- To do -
Look below for the lines from the one with "host memory directly." to the one with "let bytes = self.config.buffer_bytes();", and copy exactly those lines, both ends included.

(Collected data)
════

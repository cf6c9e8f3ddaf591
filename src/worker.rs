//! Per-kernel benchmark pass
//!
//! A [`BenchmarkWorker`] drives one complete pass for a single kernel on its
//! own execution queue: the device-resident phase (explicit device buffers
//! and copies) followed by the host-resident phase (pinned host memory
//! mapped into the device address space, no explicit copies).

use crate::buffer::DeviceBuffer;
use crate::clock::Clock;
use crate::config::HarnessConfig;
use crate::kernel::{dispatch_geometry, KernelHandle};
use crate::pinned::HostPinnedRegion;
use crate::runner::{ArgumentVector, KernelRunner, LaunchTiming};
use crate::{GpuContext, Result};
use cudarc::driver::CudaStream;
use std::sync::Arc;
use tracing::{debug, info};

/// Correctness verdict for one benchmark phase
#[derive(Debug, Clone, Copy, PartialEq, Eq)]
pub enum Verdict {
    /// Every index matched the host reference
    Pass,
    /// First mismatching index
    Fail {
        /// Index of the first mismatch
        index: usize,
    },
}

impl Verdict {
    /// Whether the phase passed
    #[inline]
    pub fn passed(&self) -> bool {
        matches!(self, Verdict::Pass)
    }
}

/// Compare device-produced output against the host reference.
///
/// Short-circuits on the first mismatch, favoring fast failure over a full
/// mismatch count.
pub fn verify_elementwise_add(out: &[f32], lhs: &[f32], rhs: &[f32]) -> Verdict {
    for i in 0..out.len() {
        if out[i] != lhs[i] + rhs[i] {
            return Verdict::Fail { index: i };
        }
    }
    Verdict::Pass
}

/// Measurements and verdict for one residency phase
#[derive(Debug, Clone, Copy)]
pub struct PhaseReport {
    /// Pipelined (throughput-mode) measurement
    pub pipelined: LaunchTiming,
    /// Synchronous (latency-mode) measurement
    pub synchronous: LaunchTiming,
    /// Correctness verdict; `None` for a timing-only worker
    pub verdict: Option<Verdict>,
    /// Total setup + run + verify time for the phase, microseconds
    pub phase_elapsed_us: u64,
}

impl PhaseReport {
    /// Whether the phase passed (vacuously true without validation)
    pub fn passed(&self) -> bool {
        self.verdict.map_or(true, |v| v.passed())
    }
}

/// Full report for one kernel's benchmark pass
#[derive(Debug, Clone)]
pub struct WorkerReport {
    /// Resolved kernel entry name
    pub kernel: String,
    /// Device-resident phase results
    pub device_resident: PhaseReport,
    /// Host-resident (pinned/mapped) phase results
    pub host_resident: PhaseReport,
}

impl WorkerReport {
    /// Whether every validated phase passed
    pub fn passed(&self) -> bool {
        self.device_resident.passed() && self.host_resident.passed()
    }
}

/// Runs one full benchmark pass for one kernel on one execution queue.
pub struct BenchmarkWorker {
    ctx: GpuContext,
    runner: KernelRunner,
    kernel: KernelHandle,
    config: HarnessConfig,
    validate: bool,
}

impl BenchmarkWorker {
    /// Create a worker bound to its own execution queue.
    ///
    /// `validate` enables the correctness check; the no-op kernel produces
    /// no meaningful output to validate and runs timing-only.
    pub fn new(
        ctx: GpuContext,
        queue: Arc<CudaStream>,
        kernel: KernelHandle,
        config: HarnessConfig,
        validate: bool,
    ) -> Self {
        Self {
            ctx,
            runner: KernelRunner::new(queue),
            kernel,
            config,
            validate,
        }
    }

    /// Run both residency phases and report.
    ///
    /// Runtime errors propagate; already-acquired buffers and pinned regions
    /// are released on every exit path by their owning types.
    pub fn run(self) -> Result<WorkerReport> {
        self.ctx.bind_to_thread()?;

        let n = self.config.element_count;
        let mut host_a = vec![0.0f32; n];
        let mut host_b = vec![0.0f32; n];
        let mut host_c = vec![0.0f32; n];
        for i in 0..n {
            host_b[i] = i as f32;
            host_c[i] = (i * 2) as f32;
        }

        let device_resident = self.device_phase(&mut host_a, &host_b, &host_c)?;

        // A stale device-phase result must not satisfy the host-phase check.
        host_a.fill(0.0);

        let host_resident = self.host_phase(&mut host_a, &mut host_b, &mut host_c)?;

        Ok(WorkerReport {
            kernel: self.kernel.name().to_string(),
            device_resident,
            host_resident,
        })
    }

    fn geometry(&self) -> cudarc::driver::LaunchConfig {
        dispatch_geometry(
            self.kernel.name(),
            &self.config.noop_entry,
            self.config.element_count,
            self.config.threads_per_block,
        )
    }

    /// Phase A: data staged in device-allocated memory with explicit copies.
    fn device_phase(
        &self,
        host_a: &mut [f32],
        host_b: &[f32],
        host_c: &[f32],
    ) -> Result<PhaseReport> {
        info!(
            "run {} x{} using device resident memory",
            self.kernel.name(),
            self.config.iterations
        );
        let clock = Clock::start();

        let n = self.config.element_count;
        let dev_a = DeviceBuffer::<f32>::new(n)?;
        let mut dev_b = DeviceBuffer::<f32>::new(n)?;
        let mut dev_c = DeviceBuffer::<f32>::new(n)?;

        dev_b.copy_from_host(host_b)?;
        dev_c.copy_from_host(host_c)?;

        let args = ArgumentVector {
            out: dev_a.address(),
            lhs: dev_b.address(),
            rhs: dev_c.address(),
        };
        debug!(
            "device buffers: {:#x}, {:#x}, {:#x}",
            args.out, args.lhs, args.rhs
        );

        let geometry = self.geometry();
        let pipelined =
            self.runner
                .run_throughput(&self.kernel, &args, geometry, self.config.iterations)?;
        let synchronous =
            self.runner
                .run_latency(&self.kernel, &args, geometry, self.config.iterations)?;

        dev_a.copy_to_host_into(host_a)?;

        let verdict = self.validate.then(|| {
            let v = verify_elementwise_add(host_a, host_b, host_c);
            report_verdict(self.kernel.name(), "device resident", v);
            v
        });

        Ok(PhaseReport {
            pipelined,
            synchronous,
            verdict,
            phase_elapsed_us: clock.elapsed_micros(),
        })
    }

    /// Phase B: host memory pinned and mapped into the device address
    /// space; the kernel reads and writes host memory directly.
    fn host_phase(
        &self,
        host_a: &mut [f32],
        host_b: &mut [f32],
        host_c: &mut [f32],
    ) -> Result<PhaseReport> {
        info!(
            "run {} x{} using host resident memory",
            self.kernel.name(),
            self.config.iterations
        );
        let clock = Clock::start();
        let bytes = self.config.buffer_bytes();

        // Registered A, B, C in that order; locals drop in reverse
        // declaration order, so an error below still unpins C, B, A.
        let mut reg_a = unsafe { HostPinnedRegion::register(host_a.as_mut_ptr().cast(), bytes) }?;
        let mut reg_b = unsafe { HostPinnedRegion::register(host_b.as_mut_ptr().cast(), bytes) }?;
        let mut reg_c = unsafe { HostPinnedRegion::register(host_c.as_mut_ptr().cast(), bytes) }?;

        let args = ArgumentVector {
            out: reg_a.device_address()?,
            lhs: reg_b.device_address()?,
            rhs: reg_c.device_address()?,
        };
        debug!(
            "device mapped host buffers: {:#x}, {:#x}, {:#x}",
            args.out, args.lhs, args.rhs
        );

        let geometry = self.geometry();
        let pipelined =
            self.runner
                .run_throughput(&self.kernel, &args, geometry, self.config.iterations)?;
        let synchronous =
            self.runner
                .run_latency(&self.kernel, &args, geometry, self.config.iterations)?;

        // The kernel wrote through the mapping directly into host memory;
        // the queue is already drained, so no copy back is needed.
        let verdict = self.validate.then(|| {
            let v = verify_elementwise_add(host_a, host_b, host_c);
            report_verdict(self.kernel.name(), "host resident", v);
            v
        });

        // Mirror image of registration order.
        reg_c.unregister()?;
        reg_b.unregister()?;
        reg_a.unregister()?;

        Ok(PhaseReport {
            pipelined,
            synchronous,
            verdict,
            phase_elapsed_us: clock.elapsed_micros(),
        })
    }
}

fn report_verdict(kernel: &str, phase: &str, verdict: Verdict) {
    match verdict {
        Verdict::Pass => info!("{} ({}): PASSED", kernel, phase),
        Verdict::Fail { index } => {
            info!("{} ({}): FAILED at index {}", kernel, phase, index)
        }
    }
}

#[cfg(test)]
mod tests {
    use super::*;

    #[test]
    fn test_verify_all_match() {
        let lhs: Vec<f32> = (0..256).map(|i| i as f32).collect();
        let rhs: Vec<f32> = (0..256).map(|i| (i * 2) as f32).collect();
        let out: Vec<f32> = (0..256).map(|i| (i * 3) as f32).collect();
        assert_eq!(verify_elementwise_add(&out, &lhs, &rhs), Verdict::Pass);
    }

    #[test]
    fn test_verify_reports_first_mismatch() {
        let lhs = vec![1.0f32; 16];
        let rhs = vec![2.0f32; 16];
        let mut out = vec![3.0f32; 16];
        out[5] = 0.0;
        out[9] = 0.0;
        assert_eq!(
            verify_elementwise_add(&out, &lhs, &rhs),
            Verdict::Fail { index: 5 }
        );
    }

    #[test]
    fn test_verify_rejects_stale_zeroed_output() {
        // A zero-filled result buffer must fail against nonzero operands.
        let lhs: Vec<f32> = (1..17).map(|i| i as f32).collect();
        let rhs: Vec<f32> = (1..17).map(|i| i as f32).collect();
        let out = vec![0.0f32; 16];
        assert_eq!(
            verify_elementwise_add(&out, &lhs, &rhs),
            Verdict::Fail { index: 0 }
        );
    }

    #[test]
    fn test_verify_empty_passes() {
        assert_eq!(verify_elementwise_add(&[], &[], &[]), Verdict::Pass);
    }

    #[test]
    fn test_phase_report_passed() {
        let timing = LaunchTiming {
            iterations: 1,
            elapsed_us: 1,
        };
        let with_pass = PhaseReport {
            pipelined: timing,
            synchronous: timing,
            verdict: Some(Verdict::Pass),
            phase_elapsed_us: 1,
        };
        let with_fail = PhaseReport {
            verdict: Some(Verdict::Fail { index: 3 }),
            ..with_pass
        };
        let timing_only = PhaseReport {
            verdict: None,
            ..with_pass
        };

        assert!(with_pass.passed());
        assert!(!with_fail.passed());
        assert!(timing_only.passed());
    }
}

════

- Written response -
    /// space; the kernel reads and writes host memory directly.
    fn host_phase(
        &self,
        host_a: &mut [f32],
        host_b: &mut [f32],
        host_c: &mut [f32],
    ) -> Result<PhaseReport> {
        info!(
            "run {} x{} using host resident memory",
            self.kernel.name(),
            self.config.iterations
        );
        let clock = Clock::start();
        let bytes = self.config.buffer_bytes();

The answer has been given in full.